Een geamuseerde glimlach siert de lippen van de vrouw, waarna ze kort knikt.
'Goed dan. Daar heb ik wel wat voor. Al is dat niet zonder prijs, natuurlijk.'
'Met andere woorden, u wil er iets voor terug?' vraagt Milo wat wantrouwend, die nu weer het woord neemt voordat Ginía dat kan doen.
'Jazeker,' antwoordt ze, nog altijd met dezelfde glimlach, 'maar maak je geen zorgen. Het is niets ernstigs wat ik van jullie wil.'
'En wat is het dan precies wat u van ons wil?' vraagt hij, nu met een zachte zucht.
De vrouw trekt haar wenkbrauwen op.
'Nou, nou, nou. Niet zo gehaast, jongeman. Kom eerst maar eens binnen voordat we verder praten. Hier buiten is er veel te veel kans op ongewenste oren en ogen.'
De vrouw stapt opzij waardoor er voor hen ruimte vrij komt. Eén voor één lopen Mía, Ginía en Milo langs haar naar binnen waarna de ronde houten voordeur achter hen wordt gesloten. Voor hen uit loopt de vrouw vervolgens door de gang naar een kamer die vrij veel kenmerken heeft van een woonkamer. Het is een zeer kleine kamer met een eveneens een kleine tweezitsbank in de hoek met daarover wollen dekens. Ervoor staat een robuuste houten tafel met daarop brandende kaarsen. Er staan nog twee stoelen in de kamer van hetzelfde materiaal als de bank met daarop ook weer wollen dekens. De muren zijn dezelfde stenen als die van aan de buitenkant, maar dan droog, schoon en warm omdat het zich binnen het huis bevindt.
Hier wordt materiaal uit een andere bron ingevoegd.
//! The checkpoint-driven block-fetch engine.

use std::sync::Arc;
use std::time::Duration;

use tokio::sync::RwLock;
use tokio::task::JoinSet;
use tokio_util::sync::CancellationToken;

use crate::chain::{CheckpointLedger, PendingQueue};
use crate::client::ClientConfig;
use crate::error::{Result, SpvError, SyncError};
use crate::network::NodeClient;
use crate::sync::SyncStatus;
use crate::types::SyncProgress;

/// State shared between the two poll tasks and the scanner.
///
/// Writer discipline: the block-fetch task is the sole writer of the
/// checkpoint ledger, the queue's tail, and the fetch-side height advance;
/// the scanner is the sole writer of queue removal and the scan-side height
/// advance; the height poll only writes `node_height`.
#[derive(Debug, Default)]
pub struct SyncState {
    /// Last chain height reported by the node; `None` until the first
    /// successful height poll.
    pub node_height: Option<u64>,

    /// Durable wallet height. Monotonically non-decreasing.
    pub wallet_height: u64,

    /// Checkpoint hashes anchoring sync-data requests.
    pub checkpoints: CheckpointLedger,

    /// Fetched blocks awaiting scan.
    pub queue: PendingQueue,
}

impl SyncState {
    /// Snapshot the current progress counters.
    pub fn progress(&self) -> SyncProgress {
        SyncProgress {
            wallet_height: self.wallet_height,
            node_height: self.node_height,
            pending_blocks: self.queue.len(),
            checkpoints: self.checkpoints.len(),
        }
    }
}

/// Drives wallet synchronization against a remote node.
pub struct SyncEngine<N: NodeClient> {
    node: Arc<N>,
    start_height: u64,
    node_poll_interval: Duration,
    sync_interval: Duration,
    state: Arc<RwLock<SyncState>>,
    status: SyncStatus,
    shutdown: CancellationToken,
    tasks: JoinSet<()>,
}

impl<N: NodeClient> SyncEngine<N> {
    /// Create an idle engine over the given node client.
    pub fn new(node: Arc<N>, config: &ClientConfig) -> Self {
        Self {
            node,
            start_height: config.start_height,
            node_poll_interval: config.node_poll_interval,
            sync_interval: config.sync_interval,
            state: Arc::new(RwLock::new(SyncState::default())),
            status: SyncStatus::Idle,
            shutdown: CancellationToken::new(),
            tasks: JoinSet::new(),
        }
    }

    /// Handle to the shared sync state, for the scanner and progress queries.
    pub fn state(&self) -> Arc<RwLock<SyncState>> {
        Arc::clone(&self.state)
    }

    /// The node client this engine polls.
    pub fn node(&self) -> &N {
        &self.node
    }

    /// Current lifecycle state.
    pub fn status(&self) -> SyncStatus {
        self.status
    }

    /// Start syncing: establish the first checkpoint from the configured
    /// start height, then schedule the height poll and block-fetch tasks.
    ///
    /// Starting again after `stop()` re-seeds the wallet height from the
    /// configured start height but resumes fetching from the existing
    /// checkpoint ledger and queue; the reported height under-counts until
    /// the scanner catches back up past the start height.
    ///
    /// Fails with [`SyncError::AlreadyRunning`] if called while running, and
    /// with a network error if the initial checkpoint cannot be fetched.
    pub async fn start(&mut self) -> Result<()> {
        if self.status == SyncStatus::Running {
            return Err(SpvError::Sync(SyncError::AlreadyRunning));
        }

        tracing::info!(start_height = self.start_height, "starting sync process");

        let details = self
            .node
            .get_block_details_by_height(self.start_height)
            .await
            .map_err(SpvError::Network)?;

        {
            let mut state = self.state.write().await;
            state.wallet_height = self.start_height;
            state.checkpoints.append(details.hash);
        }

        self.shutdown = CancellationToken::new();

        let node = Arc::clone(&self.node);
        let state = Arc::clone(&self.state);
        let token = self.shutdown.child_token();
        let every = self.node_poll_interval;
        self.tasks.spawn(async move {
            height_poll_loop(node, state, every, token).await;
        });

        let node = Arc::clone(&self.node);
        let state = Arc::clone(&self.state);
        let token = self.shutdown.child_token();
        let every = self.sync_interval;
        self.tasks.spawn(async move {
            block_fetch_loop(node, state, every, token).await;
        });

        self.status = SyncStatus::Running;
        Ok(())
    }

    /// Stop syncing, cancelling both poll tasks. A no-op when not running.
    ///
    /// Cancellation is observed between poll iterations; an in-flight
    /// request completes and its result is discarded.
    pub async fn stop(&mut self) -> Result<()> {
        if self.status != SyncStatus::Running {
            return Ok(());
        }

        tracing::info!("stopping sync process");
        self.shutdown.cancel();
        while self.tasks.join_next().await.is_some() {}
        self.status = SyncStatus::Stopped;
        Ok(())
    }
}

/// Periodically refresh the node's reported chain height.
///
/// Purely informational; never blocks the block-fetch cadence.
async fn height_poll_loop<N: NodeClient>(
    node: Arc<N>,
    state: Arc<RwLock<SyncState>>,
    every: Duration,
    token: CancellationToken,
) {
    let mut interval = tokio::time::interval(every);
    interval.set_missed_tick_behavior(tokio::time::MissedTickBehavior::Delay);

    loop {
        tokio::select! {
            _ = token.cancelled() => break,
            _ = interval.tick() => {
                match node.get_node_info().await {
                    Ok(info) => {
                        tracing::debug!(height = info.height, "node height updated");
                        state.write().await.node_height = Some(info.height);
                    }
                    Err(e) => {
                        tracing::warn!(error = %e, "node info fetch failed, retrying next interval");
                    }
                }
            }
        }
    }
}

/// Periodically fetch the next batch of blocks while the wallet is behind
/// the node.
async fn block_fetch_loop<N: NodeClient>(
    node: Arc<N>,
    state: Arc<RwLock<SyncState>>,
    every: Duration,
    token: CancellationToken,
) {
    let mut interval = tokio::time::interval(every);
    interval.set_missed_tick_behavior(tokio::time::MissedTickBehavior::Delay);

    loop {
        tokio::select! {
            _ = token.cancelled() => break,
            _ = interval.tick() => fetch_once(&node, &state).await,
        }
    }
}

async fn fetch_once<N: NodeClient>(node: &N, state: &RwLock<SyncState>) {
    let (node_height, wallet_height, anchor) = {
        let state = state.read().await;
        (state.node_height, state.wallet_height, state.checkpoints.latest())
    };

    // Until the first height poll succeeds we do not know whether we are
    // behind; skipping is not the same as being caught up.
    let Some(node_height) = node_height else {
        tracing::debug!("node height not yet known, skipping block fetch");
        return;
    };

    if wallet_height >= node_height {
        return;
    }

    let anchor = match anchor {
        Ok(anchor) => anchor,
        Err(e) => {
            // Unreachable after start() establishes the first checkpoint.
            tracing::error!(error = %e, "block fetch scheduled without a checkpoint");
            return;
        }
    };

    match node.get_wallet_sync_data(&[anchor]).await {
        Ok(data) if !data.items.is_empty() => {
            let fetched = data.items.len() as u64;
            let mut state = state.write().await;

            if let Some(last) = data.items.last() {
                state.checkpoints.append(last.block_hash);
            }
            state.wallet_height += fetched;

            for block in data.items {
                if let Err(e) = state.queue.push(block) {
                    tracing::warn!(error = %e, "dropping out-of-order block from sync data");
                }
            }

            tracing::info!(
                fetched,
                wallet_height = state.wallet_height,
                "fetched block(s)"
            );
        }
        Ok(_) => {
            tracing::debug!("sync data empty, retrying next interval");
        }
        Err(e) => {
            tracing::warn!(error = %e, "sync data fetch failed, retrying next interval");
        }
    }
}
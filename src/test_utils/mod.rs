//! Test utilities: a scripted mock node client and fixture builders.

mod node;

pub use node::MockNodeClient;

use crate::crypto;
use crate::types::{Block, BlockHash, PublicKey, Transaction, TransactionOutput};
use crate::wallet::WalletKeys;

/// Deterministic wallet keys for tests, derived from a seed byte.
pub fn test_wallet_keys(seed: u8) -> WalletKeys {
    WalletKeys::from_secrets([seed; 32], [seed.wrapping_add(1); 32])
}

/// A deterministic block hash for tests.
pub fn test_block_hash(seed: u8) -> BlockHash {
    BlockHash([seed; 32])
}

/// Build a block at `height` with the given transactions. The hash is
/// derived from the height so consecutive heights get distinct hashes.
pub fn make_block(height: u64, transactions: Vec<Transaction>) -> Block {
    Block {
        block_hash: test_block_hash(height as u8),
        block_height: height,
        transactions,
    }
}

/// Build a run of empty blocks covering `start..start + count` heights.
pub fn make_empty_blocks(start: u64, count: u64) -> Vec<Block> {
    (start..start + count).map(|h| make_block(h, vec![])).collect()
}

/// Build a transaction whose outputs at the given indices are destined for
/// `recipient`, interleaved with outputs owned by nobody the wallet knows.
///
/// `tx_seed` picks the ephemeral transaction key; `owned_indices` must be
/// positions within `0..output_count`.
pub fn make_transaction_for(
    recipient: &WalletKeys,
    tx_seed: u8,
    output_count: usize,
    owned_indices: &[usize],
    amount: u64,
    is_coinbase: bool,
) -> Transaction {
    let tx_secret = [tx_seed; 32];
    let tx_public = crypto::public_key_from_secret(&tx_secret);

    // Sender side: derivation from the recipient's public view key and the
    // ephemeral transaction secret.
    let derivation =
        crypto::generate_key_derivation(recipient.public_view_key().as_bytes(), &tx_secret)
            .expect("test view key is a valid point");

    let stranger = test_wallet_keys(tx_seed.wrapping_add(100));

    let outputs = (0..output_count)
        .map(|index| {
            let destination = if owned_indices.contains(&index) {
                recipient.public_spend_key()
            } else {
                stranger.public_spend_key()
            };
            let key =
                crypto::derive_public_key(&derivation, index as u64, destination.as_bytes())
                    .expect("test spend key is a valid point");
            TransactionOutput {
                key: PublicKey(key),
                amount,
            }
        })
        .collect();

    Transaction {
        public_key: PublicKey(tx_public),
        outputs,
        is_coinbase,
    }
}
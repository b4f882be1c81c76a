//! Broker link error types

use std::path::PathBuf;
use thiserror::Error;

/// Errors opening or driving a broker link.
///
/// All of them are recoverable: they feed the reconnect cycle.
#[derive(Error, Debug)]
pub enum LinkError {
    /// TLS trust bundle, certificate or key could not be read
    #[error("Failed to read TLS material {path:?}: {source}")]
    Credentials {
        path: PathBuf,
        #[source]
        source: std::io::Error,
    },

    /// The MQTT client rejected a request
    #[error("MQTT client error: {0}")]
    Client(String),

    /// The link has already been torn down
    #[error("Link closed")]
    Closed,
}

#[cfg(test)]
mod tests {
    use super::*;

    #[test]
    fn test_error_display() {
        let err = LinkError::Credentials {
            path: PathBuf::from("/certs/ca.crt"),
            source: std::io::Error::new(std::io::ErrorKind::NotFound, "missing"),
        };
        assert_eq!(
            err.to_string(),
            "Failed to read TLS material \"/certs/ca.crt\": missing"
        );
        assert_eq!(LinkError::Closed.to_string(), "Link closed");
    }
}
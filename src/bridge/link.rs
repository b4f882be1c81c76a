//! Seams between the connection manager and a broker transport

use async_trait::async_trait;
use tokio::sync::mpsc;

use super::error::LinkError;
use super::manager::Command;
use super::state::DisconnectReason;

/// Topic filters covering `sensor/<kind>` and `<device>/sensor/<kind>`
pub const SENSOR_TOPIC_FILTERS: [&str; 2] = ["sensor/+", "+/sensor/+"];

/// What a live transport reports back to the manager
#[derive(Debug, Clone, PartialEq, Eq)]
pub enum LinkSignal {
    /// The broker accepted the connection
    Connected,
    /// An application message arrived
    Message { topic: String, payload: Vec<u8> },
    /// The transport failed or was closed
    Lost(DisconnectReason),
}

/// Channel a transport uses to report signals, tagged with its link generation
#[derive(Debug, Clone)]
pub struct LinkSignalSender {
    generation: u64,
    commands: mpsc::UnboundedSender<Command>,
}

impl LinkSignalSender {
    pub(crate) fn new(generation: u64, commands: mpsc::UnboundedSender<Command>) -> Self {
        Self {
            generation,
            commands,
        }
    }

    pub fn generation(&self) -> u64 {
        self.generation
    }

    /// Deliver a signal; returns false once the manager has stopped
    pub fn send(&self, signal: LinkSignal) -> bool {
        self.commands
            .send(Command::Signal {
                generation: self.generation,
                signal,
            })
            .is_ok()
    }
}

/// Opens broker connections
#[async_trait]
pub trait BrokerConnector: Send + Sync {
    /// Start connecting. The handshake outcome and everything after it is
    /// reported through `signals`; an `Err` means the attempt could not start.
    async fn connect(&self, signals: LinkSignalSender) -> Result<Box<dyn BrokerLink>, LinkError>;
}

/// Handle to one broker connection
#[async_trait]
pub trait BrokerLink: Send {
    /// Subscribe to a topic filter
    async fn subscribe(&mut self, filter: &str) -> Result<(), LinkError>;

    /// Forcibly close the connection. Calling it again is a no-op.
    fn terminate(&mut self);
}
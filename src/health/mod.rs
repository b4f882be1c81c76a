//! Broker Health
//!
//! The MQTT brokers sit behind a load-balancing proxy whose admin endpoint
//! publishes a CSV stats report. The [`HealthPoller`] fetches that report,
//! keeps the rows for the broker pool, and pushes the result to viewers as a
//! `status` frame (or a `status-error` frame when the fetch fails).
//!
//! Polls are event driven: one after every successful broker connection and
//! one for every new viewer. There is no periodic schedule.

mod error;
mod feed;
mod parse;
mod poller;

pub use error::PollError;
pub use feed::{HttpStatusFeed, StatusFeed};
pub use parse::{parse_status_csv, BrokerStatus, PoolFilter};
pub use poller::HealthPoller;

#[cfg(test)]
pub(crate) use poller::tests;
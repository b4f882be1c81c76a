//! API Routes
//!
//! Route handlers organized by functionality.

pub mod health;
pub mod logs;
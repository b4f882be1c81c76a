//! Application State
//!
//! Shared state accessible by all API handlers.

use std::sync::Arc;
use std::time::Instant;
use tokio::sync::mpsc;

use crate::bridge::ManagerHandle;
use crate::health::HealthPoller;
use crate::readings::ReadingLog;
use crate::websocket::{HubError, ViewerEvent, ViewerHub, ViewerId};

/// Shared application state for all handlers
#[derive(Clone)]
pub struct AppState {
    /// Live viewer connections
    pub hub: Arc<ViewerHub>,
    /// Broker health poller, run for every new viewer
    pub poller: Arc<HealthPoller>,
    /// Reading log served by the download endpoint
    pub log: ReadingLog,
    /// Broker link state and counters; absent when no bridge is running
    pub bridge: Option<ManagerHandle>,
    /// Server start time for uptime tracking
    pub start_time: Instant,
}

impl AppState {
    pub fn new(hub: Arc<ViewerHub>, poller: Arc<HealthPoller>, log: ReadingLog) -> Self {
        Self {
            hub,
            poller,
            log,
            bridge: None,
            start_time: Instant::now(),
        }
    }

    pub fn with_bridge(mut self, bridge: ManagerHandle) -> Self {
        self.bridge = Some(bridge);
        self
    }

    /// Register a new viewer, then kick off a health poll so it learns the
    /// broker status straight away
    pub async fn accept_viewer(
        &self,
        sender: mpsc::Sender<ViewerEvent>,
    ) -> Result<ViewerId, HubError> {
        let id = self.hub.register(sender).await?;
        self.poller.trigger();
        Ok(id)
    }

    /// Get server uptime in seconds
    pub fn uptime_seconds(&self) -> u64 {
        self.start_time.elapsed().as_secs()
    }
}

#[cfg(test)]
mod tests {
    use super::*;
    use crate::health::tests::{FakeFeed, REPORT};
    use crate::health::PoolFilter;
    use crate::websocket::HubConfig;
    use std::time::Duration;

    fn state(hub: Arc<ViewerHub>) -> AppState {
        let poller = Arc::new(HealthPoller::new(
            Arc::new(FakeFeed::ok(REPORT)),
            Arc::clone(&hub),
            PoolFilter::default(),
            Duration::from_secs(4),
        ));
        AppState::new(hub, poller, ReadingLog::new("logs"))
    }

    #[tokio::test]
    async fn test_accept_viewer_sends_welcome_then_status() {
        let state = state(Arc::new(ViewerHub::default()));
        let (tx, mut rx) = state.hub.channel();

        state.accept_viewer(tx).await.unwrap();

        assert_eq!(rx.recv().await.unwrap().topic, "welcome");
        assert_eq!(rx.recv().await.unwrap().topic, "status");
    }

    #[tokio::test]
    async fn test_accept_viewer_over_limit() {
        let hub = Arc::new(ViewerHub::new(HubConfig {
            max_connections: 1,
            ..HubConfig::default()
        }));
        let state = state(hub);

        let (first, _rx1) = state.hub.channel();
        state.accept_viewer(first).await.unwrap();

        let (second, _rx2) = state.hub.channel();
        let err = state.accept_viewer(second).await.unwrap_err();
        assert!(matches!(err, HubError::TooManyConnections(1)));
    }
}
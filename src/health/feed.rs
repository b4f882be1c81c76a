//! Stats feed transport

use async_trait::async_trait;
use reqwest::Client;
use std::time::Duration;

use super::error::PollError;
use crate::config::StatusFeedConfig;

/// Source of the raw CSV stats report
#[async_trait]
pub trait StatusFeed: Send + Sync {
    /// Fetch the report body
    async fn fetch(&self) -> Result<String, PollError>;
}

/// Fetches the proxy's CSV stats page over HTTP basic auth
pub struct HttpStatusFeed {
    client: Client,
    url: String,
    username: String,
    password: String,
    timeout_ms: u64,
}

impl HttpStatusFeed {
    pub fn new(config: &StatusFeedConfig) -> Result<Self, PollError> {
        let client = Client::builder()
            .timeout(Duration::from_millis(config.timeout_ms))
            .build()
            .map_err(|e| PollError::Request(e.to_string()))?;

        Ok(Self {
            client,
            url: config.url.clone(),
            username: config.username.clone(),
            password: config.password.clone(),
            timeout_ms: config.timeout_ms,
        })
    }
}

#[async_trait]
impl StatusFeed for HttpStatusFeed {
    async fn fetch(&self) -> Result<String, PollError> {
        let response = self
            .client
            .get(&self.url)
            .basic_auth(&self.username, Some(&self.password))
            .send()
            .await
            .map_err(|e| {
                if e.is_timeout() {
                    PollError::Timeout(self.timeout_ms)
                } else {
                    PollError::Request(e.to_string())
                }
            })?;

        let status = response.status();
        if !status.is_success() {
            return Err(PollError::Status(status.as_u16()));
        }

        response.text().await.map_err(|e| {
            if e.is_timeout() {
                PollError::Timeout(self.timeout_ms)
            } else {
                PollError::Request(e.to_string())
            }
        })
    }
}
Het huis wordt verwarmd door een brandende open haard in de hoek van de kamer. Op de open haard zijn wat voorwerpen gezet, al heeft Mía niet genoeg tijd om te kunnen zien wat het is. Wel ziet ze grote gevulde kasten die deze kamer scheiden van een andere ruimte hiernaast. Als ze goed kijkt, lijkt ze iets van hout achter de kasten te zien.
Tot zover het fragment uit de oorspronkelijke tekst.